EXTRACTED ENTRIES:

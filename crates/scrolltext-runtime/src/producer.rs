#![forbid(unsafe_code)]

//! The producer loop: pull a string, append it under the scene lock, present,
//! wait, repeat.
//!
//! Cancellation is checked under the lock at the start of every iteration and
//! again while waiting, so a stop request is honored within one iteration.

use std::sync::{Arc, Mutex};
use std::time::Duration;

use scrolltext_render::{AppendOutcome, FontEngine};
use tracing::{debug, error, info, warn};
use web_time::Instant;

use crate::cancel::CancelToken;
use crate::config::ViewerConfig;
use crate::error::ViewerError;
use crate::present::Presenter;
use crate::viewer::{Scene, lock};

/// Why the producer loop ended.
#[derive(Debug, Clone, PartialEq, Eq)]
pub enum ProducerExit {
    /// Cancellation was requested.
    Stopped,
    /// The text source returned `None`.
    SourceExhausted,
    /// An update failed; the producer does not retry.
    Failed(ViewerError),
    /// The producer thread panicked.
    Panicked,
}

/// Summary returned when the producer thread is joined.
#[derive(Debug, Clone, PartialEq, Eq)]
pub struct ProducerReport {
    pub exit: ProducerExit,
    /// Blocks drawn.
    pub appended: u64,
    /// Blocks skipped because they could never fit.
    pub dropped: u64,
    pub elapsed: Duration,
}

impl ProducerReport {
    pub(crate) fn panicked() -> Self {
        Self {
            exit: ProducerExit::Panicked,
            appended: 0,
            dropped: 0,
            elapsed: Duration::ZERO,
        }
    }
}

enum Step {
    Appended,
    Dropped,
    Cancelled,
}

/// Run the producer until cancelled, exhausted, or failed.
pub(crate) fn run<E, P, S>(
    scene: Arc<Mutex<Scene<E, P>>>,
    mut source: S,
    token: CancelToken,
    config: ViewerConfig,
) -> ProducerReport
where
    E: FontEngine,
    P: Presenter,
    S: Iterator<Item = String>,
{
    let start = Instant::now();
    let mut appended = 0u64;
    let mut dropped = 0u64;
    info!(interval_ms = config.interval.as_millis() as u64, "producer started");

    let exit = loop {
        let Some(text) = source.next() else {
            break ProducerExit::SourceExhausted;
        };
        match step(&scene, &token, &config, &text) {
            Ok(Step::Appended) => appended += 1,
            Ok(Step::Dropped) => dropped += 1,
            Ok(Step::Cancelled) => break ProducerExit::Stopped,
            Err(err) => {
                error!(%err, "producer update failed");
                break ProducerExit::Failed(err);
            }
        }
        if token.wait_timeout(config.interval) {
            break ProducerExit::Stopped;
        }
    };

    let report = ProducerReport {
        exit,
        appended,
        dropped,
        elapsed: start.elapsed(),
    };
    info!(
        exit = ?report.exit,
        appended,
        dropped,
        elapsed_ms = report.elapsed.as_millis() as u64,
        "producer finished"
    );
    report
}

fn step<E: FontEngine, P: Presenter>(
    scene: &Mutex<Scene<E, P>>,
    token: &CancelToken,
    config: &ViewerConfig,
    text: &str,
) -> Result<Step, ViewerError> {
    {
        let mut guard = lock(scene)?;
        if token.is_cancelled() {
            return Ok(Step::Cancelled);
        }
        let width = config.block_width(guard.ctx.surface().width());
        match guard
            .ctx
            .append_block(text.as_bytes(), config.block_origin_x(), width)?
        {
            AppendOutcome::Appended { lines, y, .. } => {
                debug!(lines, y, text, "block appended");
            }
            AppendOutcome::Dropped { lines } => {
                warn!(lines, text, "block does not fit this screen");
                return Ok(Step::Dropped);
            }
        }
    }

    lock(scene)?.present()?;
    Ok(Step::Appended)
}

ACTIVITY: Search the records for the string "ProducerReport" and report each line that has it.

TASK SOLUTION:
pub struct ProducerReport {
impl ProducerReport {
) -> ProducerReport
    let report = ProducerReport {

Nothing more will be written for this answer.